[[ Data shown, beginning ]]
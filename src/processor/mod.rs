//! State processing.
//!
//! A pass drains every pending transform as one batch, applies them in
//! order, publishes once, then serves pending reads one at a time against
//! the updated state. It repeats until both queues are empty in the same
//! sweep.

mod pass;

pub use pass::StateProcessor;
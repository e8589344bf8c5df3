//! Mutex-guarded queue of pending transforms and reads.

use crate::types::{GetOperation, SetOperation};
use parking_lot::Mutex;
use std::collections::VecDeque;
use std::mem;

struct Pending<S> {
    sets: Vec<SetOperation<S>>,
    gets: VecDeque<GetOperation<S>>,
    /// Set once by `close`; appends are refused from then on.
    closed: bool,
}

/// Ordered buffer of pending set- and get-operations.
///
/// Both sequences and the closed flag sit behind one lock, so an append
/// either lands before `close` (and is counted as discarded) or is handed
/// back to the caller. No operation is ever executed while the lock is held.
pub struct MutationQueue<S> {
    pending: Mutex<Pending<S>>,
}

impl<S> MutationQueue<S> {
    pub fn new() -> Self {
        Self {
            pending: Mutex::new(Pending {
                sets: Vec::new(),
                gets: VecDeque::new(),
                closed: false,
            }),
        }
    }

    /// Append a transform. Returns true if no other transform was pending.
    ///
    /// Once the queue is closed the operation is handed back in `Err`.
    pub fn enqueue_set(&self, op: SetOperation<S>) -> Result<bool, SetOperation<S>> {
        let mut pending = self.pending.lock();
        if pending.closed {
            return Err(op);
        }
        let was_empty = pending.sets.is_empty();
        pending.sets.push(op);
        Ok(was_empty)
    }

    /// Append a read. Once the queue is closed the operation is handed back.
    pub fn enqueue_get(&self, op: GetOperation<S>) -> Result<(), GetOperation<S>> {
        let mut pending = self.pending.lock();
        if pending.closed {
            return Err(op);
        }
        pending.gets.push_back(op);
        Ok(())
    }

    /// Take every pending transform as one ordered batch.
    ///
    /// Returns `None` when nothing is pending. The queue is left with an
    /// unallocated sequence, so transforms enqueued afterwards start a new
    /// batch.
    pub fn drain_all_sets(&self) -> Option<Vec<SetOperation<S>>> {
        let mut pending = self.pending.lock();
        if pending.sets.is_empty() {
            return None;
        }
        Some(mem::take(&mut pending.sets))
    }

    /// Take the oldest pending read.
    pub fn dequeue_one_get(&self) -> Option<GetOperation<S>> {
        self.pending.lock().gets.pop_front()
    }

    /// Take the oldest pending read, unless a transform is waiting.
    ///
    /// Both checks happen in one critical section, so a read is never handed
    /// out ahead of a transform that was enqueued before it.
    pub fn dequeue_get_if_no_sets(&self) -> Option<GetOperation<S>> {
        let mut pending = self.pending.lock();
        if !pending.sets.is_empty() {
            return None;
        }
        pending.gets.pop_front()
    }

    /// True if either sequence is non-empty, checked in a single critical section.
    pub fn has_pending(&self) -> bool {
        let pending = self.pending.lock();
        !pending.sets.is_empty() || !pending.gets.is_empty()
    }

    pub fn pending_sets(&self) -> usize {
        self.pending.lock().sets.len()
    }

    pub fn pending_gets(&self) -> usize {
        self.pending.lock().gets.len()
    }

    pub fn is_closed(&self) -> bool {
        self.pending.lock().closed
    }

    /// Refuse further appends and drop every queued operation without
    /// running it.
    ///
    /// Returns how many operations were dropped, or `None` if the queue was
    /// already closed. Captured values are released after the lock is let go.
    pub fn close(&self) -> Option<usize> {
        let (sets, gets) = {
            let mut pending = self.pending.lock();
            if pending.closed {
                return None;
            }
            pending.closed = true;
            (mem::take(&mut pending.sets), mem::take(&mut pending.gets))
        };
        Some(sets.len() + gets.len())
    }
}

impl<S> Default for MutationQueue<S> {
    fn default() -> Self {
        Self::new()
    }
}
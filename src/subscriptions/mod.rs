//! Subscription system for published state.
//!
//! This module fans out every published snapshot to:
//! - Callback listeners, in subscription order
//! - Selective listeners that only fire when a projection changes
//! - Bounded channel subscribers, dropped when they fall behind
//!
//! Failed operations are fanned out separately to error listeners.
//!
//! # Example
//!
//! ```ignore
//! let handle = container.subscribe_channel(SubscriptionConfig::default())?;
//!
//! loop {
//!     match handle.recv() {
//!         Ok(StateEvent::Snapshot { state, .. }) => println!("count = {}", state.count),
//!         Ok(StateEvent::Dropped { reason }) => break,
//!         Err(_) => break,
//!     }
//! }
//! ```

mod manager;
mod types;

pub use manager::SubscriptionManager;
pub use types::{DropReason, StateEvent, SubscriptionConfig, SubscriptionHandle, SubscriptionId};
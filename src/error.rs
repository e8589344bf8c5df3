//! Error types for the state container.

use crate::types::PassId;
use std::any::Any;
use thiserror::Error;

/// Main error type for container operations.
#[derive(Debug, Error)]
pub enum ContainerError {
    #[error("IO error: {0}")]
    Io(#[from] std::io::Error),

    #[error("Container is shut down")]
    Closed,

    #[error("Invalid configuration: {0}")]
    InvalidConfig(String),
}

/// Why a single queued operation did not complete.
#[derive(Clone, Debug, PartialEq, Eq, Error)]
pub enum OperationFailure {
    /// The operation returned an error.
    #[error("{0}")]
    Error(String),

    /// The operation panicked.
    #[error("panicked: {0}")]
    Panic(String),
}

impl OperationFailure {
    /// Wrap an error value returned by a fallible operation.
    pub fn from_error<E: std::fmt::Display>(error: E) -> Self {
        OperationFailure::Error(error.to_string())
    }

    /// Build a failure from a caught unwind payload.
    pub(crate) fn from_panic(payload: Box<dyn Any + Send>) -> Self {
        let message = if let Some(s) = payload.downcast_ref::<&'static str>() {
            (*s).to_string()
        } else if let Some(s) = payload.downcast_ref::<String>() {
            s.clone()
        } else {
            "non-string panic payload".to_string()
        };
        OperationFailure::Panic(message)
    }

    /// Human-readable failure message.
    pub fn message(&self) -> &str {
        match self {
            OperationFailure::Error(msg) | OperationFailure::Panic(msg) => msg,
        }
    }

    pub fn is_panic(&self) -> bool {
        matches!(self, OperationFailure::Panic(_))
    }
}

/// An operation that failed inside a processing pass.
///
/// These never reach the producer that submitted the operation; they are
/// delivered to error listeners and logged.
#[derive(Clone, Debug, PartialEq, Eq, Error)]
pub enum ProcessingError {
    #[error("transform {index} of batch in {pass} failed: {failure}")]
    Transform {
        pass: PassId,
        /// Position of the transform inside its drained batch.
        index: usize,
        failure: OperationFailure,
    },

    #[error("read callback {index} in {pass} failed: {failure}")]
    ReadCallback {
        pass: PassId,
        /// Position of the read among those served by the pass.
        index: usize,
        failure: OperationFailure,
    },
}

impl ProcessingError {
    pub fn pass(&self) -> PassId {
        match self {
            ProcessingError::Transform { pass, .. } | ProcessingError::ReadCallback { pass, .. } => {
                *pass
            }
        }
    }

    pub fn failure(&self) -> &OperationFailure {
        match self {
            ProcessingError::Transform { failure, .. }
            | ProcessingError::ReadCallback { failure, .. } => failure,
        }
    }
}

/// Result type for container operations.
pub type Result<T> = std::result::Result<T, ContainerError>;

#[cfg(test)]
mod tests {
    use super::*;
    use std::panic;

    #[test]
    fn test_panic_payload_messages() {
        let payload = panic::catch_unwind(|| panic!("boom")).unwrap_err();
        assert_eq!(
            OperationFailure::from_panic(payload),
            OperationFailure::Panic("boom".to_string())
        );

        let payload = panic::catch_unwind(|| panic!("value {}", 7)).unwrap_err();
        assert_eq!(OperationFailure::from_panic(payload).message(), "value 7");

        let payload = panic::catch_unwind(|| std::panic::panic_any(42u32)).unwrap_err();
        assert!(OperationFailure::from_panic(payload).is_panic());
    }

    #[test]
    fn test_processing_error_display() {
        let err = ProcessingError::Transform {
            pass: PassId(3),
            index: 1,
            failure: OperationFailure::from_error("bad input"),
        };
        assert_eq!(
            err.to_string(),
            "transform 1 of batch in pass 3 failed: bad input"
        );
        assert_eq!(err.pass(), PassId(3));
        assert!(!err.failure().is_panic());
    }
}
[[ Data shown, end ]]
Directions: Restate verbatim all lines from the start of the data through the line containing "pub fn enqueue_get(&self, op: GetOperation<S>)", with both ends kept.

Final answer:
filename src/processor/mod.rs
//! State processing.
//!
//! A pass drains every pending transform as one batch, applies them in
//! order, publishes once, then serves pending reads one at a time against
//! the updated state. It repeats until both queues are empty in the same
//! sweep.

mod pass;

pub use pass::StateProcessor;
repository e8589344bf8c5df3
//! Mutex-guarded queue of pending transforms and reads.

use crate::types::{GetOperation, SetOperation};
use parking_lot::Mutex;
use std::collections::VecDeque;
use std::mem;

struct Pending<S> {
    sets: Vec<SetOperation<S>>,
    gets: VecDeque<GetOperation<S>>,
    /// Set once by `close`; appends are refused from then on.
    closed: bool,
}

/// Ordered buffer of pending set- and get-operations.
///
/// Both sequences and the closed flag sit behind one lock, so an append
/// either lands before `close` (and is counted as discarded) or is handed
/// back to the caller. No operation is ever executed while the lock is held.
pub struct MutationQueue<S> {
    pending: Mutex<Pending<S>>,
}

impl<S> MutationQueue<S> {
    pub fn new() -> Self {
        Self {
            pending: Mutex::new(Pending {
                sets: Vec::new(),
                gets: VecDeque::new(),
                closed: false,
            }),
        }
    }

    /// Append a transform. Returns true if no other transform was pending.
    ///
    /// Once the queue is closed the operation is handed back in `Err`.
    pub fn enqueue_set(&self, op: SetOperation<S>) -> Result<bool, SetOperation<S>> {
        let mut pending = self.pending.lock();
        if pending.closed {
            return Err(op);
        }
        let was_empty = pending.sets.is_empty();
        pending.sets.push(op);
        Ok(was_empty)
    }

    /// Append a read. Once the queue is closed the operation is handed back.
    pub fn enqueue_get(&self, op: GetOperation<S>) -> Result<(), GetOperation<S>> {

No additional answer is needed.